Пространственная и временная несхожести еще связаны между собой. Открытие невинной наготы (или наготы, которая считается таковой) вызывает более острый вопрос об ее происхождении.
Проблемы счастья в старости и упадок нравственности — древняя тема, интерес к которой возрождается с открытием Америки. Считалось, что Тацит нашел у германцев добродетель, потерянную в Римской империи; теперь американские индейцы демонстрируют европейской цивилизации новые примеры для подражания. В вопросах стыдливости относительность не всегда уместна: в самых ранних рассказах наши понятия о приличии прямо и просто проецируются на обычаи туземцев и проводятся сравнения, в которых подчеркивается превосходство европейцев над другими народами, за редкими и незначительными исключениями. В этом состоит отличие такого подхода от изложения фактов средневековыми путешественниками, которые выражают свое удивление или восхищение, но никогда не говорят о своем культурном превосходстве, отмечает Юлиан Шил в своей работе «Представление тела в рассказах о путешествиях доминиканских миссионеров (XIII и XIV века)» (2005).

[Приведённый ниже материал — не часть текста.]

//! # Protocol Configuration & Constants
//!
//! Every magic number in the wallet core lives here. Consensus-relevant
//! values (the token slot bound, the miner-fee script hash) must match the
//! network they are used against; changing them produces transactions the
//! chain will reject.

// ---------------------------------------------------------------------------
// Network Identifiers
// ---------------------------------------------------------------------------

/// Human-readable prefix for mainnet addresses.
pub const MAINNET_HRP: &str = "ergo";

/// Human-readable prefix for testnet addresses. A distinct HRP means a
/// testnet address can never be mistaken for (or sent to) a mainnet one.
pub const TESTNET_HRP: &str = "tergo";

// ---------------------------------------------------------------------------
// Box Parameters
// ---------------------------------------------------------------------------

/// Maximum number of distinct token ids a single box may carry.
///
/// This is a consensus bound: token aggregation that would produce a box
/// with more distinct tokens than this fails rather than splitting
/// implicitly.
pub const MAX_TOKENS_PER_BOX: usize = 255;

/// Token identifiers are 32-byte digests.
pub const TOKEN_ID_LENGTH: usize = 32;

/// Box identifiers are 32-byte digests.
pub const BOX_ID_LENGTH: usize = 32;

/// Spending scripts are referenced by their 32-byte BLAKE3 hash.
pub const SCRIPT_HASH_LENGTH: usize = 32;

// ---------------------------------------------------------------------------
// Cryptographic Parameters
// ---------------------------------------------------------------------------

/// Ed25519 secret keys are 32 bytes.
pub const SECRET_KEY_LENGTH: usize = 32;

/// Ed25519 public keys are 32 bytes.
pub const PUBLIC_KEY_LENGTH: usize = 32;

/// Ed25519 signatures are 64 bytes. A spending proof that is not exactly
/// this long fails verification, it never panics.
pub const SIGNATURE_LENGTH: usize = 64;

// ---------------------------------------------------------------------------
// Fee
// ---------------------------------------------------------------------------

/// Script hash of the miner-fee claim script.
///
/// The fee is not a side channel: it is an ordinary output paying this
/// well-known script, appended last by the transaction builder. Keeping the
/// fee inside the output list makes value conservation a literal equation
/// over inputs and outputs.
pub const MINER_FEE_SCRIPT_HASH: [u8; SCRIPT_HASH_LENGTH] = [
    0x6d, 0x69, 0x6e, 0x65, 0x72, 0x2d, 0x66, 0x65, 0x65, 0x2d, 0x63, 0x6c, 0x61, 0x69, 0x6d,
    0x2d, 0x73, 0x63, 0x72, 0x69, 0x70, 0x74, 0x2d, 0x76, 0x31, 0x00, 0x00, 0x00, 0x00, 0x00,
    0x00, 0x00,
];

// ---------------------------------------------------------------------------
// Registers
// ---------------------------------------------------------------------------

/// Number of optional (non-mandatory) registers a box may carry: R4..R9.
pub const NON_MANDATORY_REGISTER_COUNT: usize = 6;
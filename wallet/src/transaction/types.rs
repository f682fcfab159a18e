//! Transaction structures and the canonical exchange format.
//!
//! An [`UnsignedTransaction`] references its inputs and data inputs by box
//! identity and carries its outputs as candidates. Signing turns it into a
//! [`Transaction`] by attaching a [`SpendingProof`] to every input — and
//! nothing else: the transaction id is `hex(double_sha256(signable_bytes))`
//! over the unsigned form, so the id is stable across signing.
//!
//! The signable byte format is a deterministic concatenation with
//! fixed-width little-endian integers and length prefixes. JSON/serde is
//! deliberately not used for signing input, since field ordering guarantees
//! do not belong in a consensus-critical byte stream.

use serde::{Deserialize, Serialize};
use thiserror::Error;

use crate::chain::ergo_box::{BoxId, ErgoBoxCandidate, TxId};
use crate::crypto::hash::double_sha256;
use crate::crypto::keys::{ProofSignature, PublicKey};

/// Errors from transaction parsing and structural validation.
#[derive(Debug, Error)]
pub enum TransactionError {
    /// The JSON text does not match the transaction schema.
    #[error("malformed transaction JSON: {0}")]
    Json(String),

    /// The declared id does not match the double-SHA-256 of the signable bytes.
    #[error("transaction id mismatch: expected {expected}, got {actual}")]
    IdMismatch { expected: String, actual: String },

    /// A transaction with no inputs is not a transaction.
    #[error("transaction has no inputs")]
    NoInputs,

    /// A transaction with no outputs is not a transaction.
    #[error("transaction has no outputs")]
    NoOutputs,
}

// ---------------------------------------------------------------------------
// Inputs
// ---------------------------------------------------------------------------

/// An input of an unsigned transaction: a box identity, nothing more.
#[derive(Clone, Copy, Debug, PartialEq, Eq, Serialize, Deserialize)]
#[serde(deny_unknown_fields)]
pub struct UnsignedInput {
    /// Identity of the box being spent.
    #[serde(rename = "boxId")]
    pub box_id: BoxId,
}

/// A box referenced read-only, without being spent.
#[derive(Clone, Copy, Debug, PartialEq, Eq, Serialize, Deserialize)]
#[serde(deny_unknown_fields)]
pub struct DataInput {
    /// Identity of the referenced box.
    #[serde(rename = "boxId")]
    pub box_id: BoxId,
}

/// Authorization attached to a signed input.
///
/// Carries the proof itself plus the prover's public key, so a verifier can
/// check both that the key hashes to the input box's script hash and that
/// the signature verifies — without any key lookup.
#[derive(Clone, Debug, PartialEq, Eq, Serialize, Deserialize)]
#[serde(deny_unknown_fields)]
pub struct SpendingProof {
    /// Ed25519 signature over the spending message.
    pub proof: ProofSignature,

    /// Public key the proof was made with.
    #[serde(rename = "publicKey")]
    pub public_key: PublicKey,
}

/// A signed input: box identity plus its authorization.
#[derive(Clone, Debug, PartialEq, Eq, Serialize, Deserialize)]
#[serde(deny_unknown_fields)]
pub struct Input {
    /// Identity of the box being spent.
    #[serde(rename = "boxId")]
    pub box_id: BoxId,

    /// Authorization for spending it.
    #[serde(rename = "spendingProof")]
    pub spending_proof: SpendingProof,
}

// ---------------------------------------------------------------------------
// UnsignedTransaction
// ---------------------------------------------------------------------------

/// A fully assembled but not yet authorized transaction.
///
/// Produced by the transaction builder; consumed by the signer. Outputs are
/// final at this point — the change box and fee entry are already in place.
#[derive(Clone, Debug, PartialEq, Eq)]
pub struct UnsignedTransaction {
    /// Inputs, in selection order.
    pub inputs: Vec<UnsignedInput>,

    /// Read-only referenced boxes.
    pub data_inputs: Vec<DataInput>,

    /// Output candidates: requested outputs, then change (if any), then the
    /// fee entry (if any).
    pub outputs: Vec<ErgoBoxCandidate>,
}

impl UnsignedTransaction {
    /// Canonical byte form covering inputs, data inputs, and outputs.
    ///
    /// Every variable-length section is count-prefixed and every candidate
    /// is length-prefixed, so distinct transactions can never share a byte
    /// stream.
    pub fn signable_bytes(&self) -> Vec<u8> {
        let mut buf = Vec::with_capacity(256);

        buf.extend_from_slice(&(self.inputs.len() as u32).to_le_bytes());
        for input in &self.inputs {
            buf.extend_from_slice(input.box_id.as_bytes());
        }

        buf.extend_from_slice(&(self.data_inputs.len() as u32).to_le_bytes());
        for data_input in &self.data_inputs {
            buf.extend_from_slice(data_input.box_id.as_bytes());
        }

        buf.extend_from_slice(&(self.outputs.len() as u32).to_le_bytes());
        for output in &self.outputs {
            let bytes = output.signable_bytes();
            buf.extend_from_slice(&(bytes.len() as u32).to_le_bytes());
            buf.extend_from_slice(&bytes);
        }

        buf
    }

    /// The transaction id: `double_sha256(signable_bytes)`.
    pub fn compute_id(&self) -> TxId {
        TxId::new(double_sha256(&self.signable_bytes()))
    }
}

// ---------------------------------------------------------------------------
// Transaction
// ---------------------------------------------------------------------------

/// A signed, finalized transaction.
///
/// Immutable once produced, and the only type serialized back to the JSON
/// exchange format. The round trip is exact: parsing the serialized form
/// yields an equal value, field for field, ordering included.
#[derive(Clone, Debug, PartialEq, Eq, Serialize, Deserialize)]
#[serde(deny_unknown_fields)]
pub struct Transaction {
    /// Transaction id, stable across signing.
    pub id: TxId,

    /// Signed inputs, in the unsigned transaction's order.
    pub inputs: Vec<Input>,

    /// Read-only referenced boxes.
    #[serde(rename = "dataInputs", default, skip_serializing_if = "Vec::is_empty")]
    pub data_inputs: Vec<DataInput>,

    /// Outputs, exactly as assembled by the builder.
    pub outputs: Vec<ErgoBoxCandidate>,
}

impl Transaction {
    /// Reconstruct the unsigned form (for id recomputation and message
    /// derivation).
    pub fn to_unsigned(&self) -> UnsignedTransaction {
        UnsignedTransaction {
            inputs: self
                .inputs
                .iter()
                .map(|i| UnsignedInput { box_id: i.box_id })
                .collect(),
            data_inputs: self.data_inputs.clone(),
            outputs: self.outputs.clone(),
        }
    }

    /// Serialize to the canonical JSON exchange format.
    pub fn to_json(&self) -> Result<String, TransactionError> {
        serde_json::to_string(self).map_err(|e| TransactionError::Json(e.to_string()))
    }

    /// Parse from the canonical JSON exchange format.
    ///
    /// Validates structure (non-empty inputs and outputs) and the id
    /// against the recomputed signable bytes, so a tampered or truncated
    /// transaction fails here rather than at a verifier.
    pub fn from_json(json: &str) -> Result<Self, TransactionError> {
        let tx: Self =
            serde_json::from_str(json).map_err(|e| TransactionError::Json(e.to_string()))?;
        if tx.inputs.is_empty() {
            return Err(TransactionError::NoInputs);
        }
        if tx.outputs.is_empty() {
            return Err(TransactionError::NoOutputs);
        }
        let expected = tx.to_unsigned().compute_id();
        if expected != tx.id {
            return Err(TransactionError::IdMismatch {
                expected: expected.to_hex(),
                actual: tx.id.to_hex(),
            });
        }
        Ok(tx)
    }
}
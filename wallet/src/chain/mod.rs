//! # Chain Data Model
//!
//! The vocabulary the rest of the wallet core speaks:
//!
//! ```text
//! amount.rs      — BoxValue checked arithmetic (overflow is an error, never a wrap)
//! token.rs       — TokenId / Token and checked multi-asset aggregation
//! ergo_box.rs    — ErgoBoxCandidate, UnspentBox, registers, digest identities
//! collections.rs — non-empty, duplicate-free ordered box collections
//! context.rs     — ErgoStateContext snapshot of chain parameters
//! ```
//!
//! Every type here is immutable after construction and validated eagerly at
//! its boundary, so downstream components (selector, builder, signer) can
//! assume structural soundness and concern themselves only with semantics.

pub mod amount;
pub mod collections;
pub mod context;
pub mod ergo_box;
pub mod token;

pub use amount::{sum_box_values, ArithmeticError, BoxValue};
pub use collections::{CollectionError, DataInputBoxes, OutputBoxes, UnspentBoxes};
pub use context::{BlockHeader, BlockId, ContextError, ErgoStateContext};
pub use ergo_box::{
    BoxError, BoxId, ErgoBoxCandidate, NonMandatoryRegisterId, RegisterValue, Registers, TxId,
    UnspentBox,
};
pub use token::{sum_tokens, token_amount, Token, TokenId, TokenIdError};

Универсальность стыдливости — это первое объяснение, которое приходит на ум. Люди успокаиваются, обнаруживая, что практически повсюду, и в других культурах тоже, используется одежда, прикрывающая половые органы. Христофор Колумб сообщает о стыдливости дикарей на островах Гуанази между Ямайкой и Гондурасом: они носят «передник», прикрывающий их половые органы, а женщины заворачиваются в большие покрывала так же тщательно, как мавританки. Об этом пишет сын Христофора Колумба — Фернандо Колумб — в своей книге «История жизни и открытий Христофора Колумба». Но известны и случаи отсутствия одежды. Можно ли сравнивать подобную неосознанность наготы с не-стыдливостъю Адама и Евы в раю? Разумеется, нет. Колумб полагает, что люди, которые «ходят в чем мать родила», — просто «нищие». Андре Тевет считает, что культура канадских индейцев выше, чем у других обитателей американского континента. Набедренные повязки, которые они носят из-за холода, свидетельствуют о «более высоком уровне их цивилизации» по сравнению с теми, что ходят обнаженными, «не испытывая никакого стыда друг перед другом», в менее суровых климатических условиях. Он сравнивает эти примитивные одеяния с одеяниями Адама, древних галльских племен и древних греков. А после этого люди изобрели одежду. «Невозможно выразить всю признательность и благодарность нашему Богу, который оказал большую милость Европе по сравнению с другими частями света», — пишет он в своей работе «Особенности антарктической Франции» (1558). Стыдливость, отныне связанная со стыдом за половые органы, — это прогресс цивилизации, которому содействовал Бог. Понятно, что без Божьей милости дикари в лучшем случае использовали бы одежду из кожи, чтобы укрыть свое тело от холода, «а не по другой причине». Только «истинная стыдливость» может показать обнаженное тело без стыда за свою наготу — напротив, стыд за наготу свидетельствует, согласно данной работе, о милости, которая была оказана Западу!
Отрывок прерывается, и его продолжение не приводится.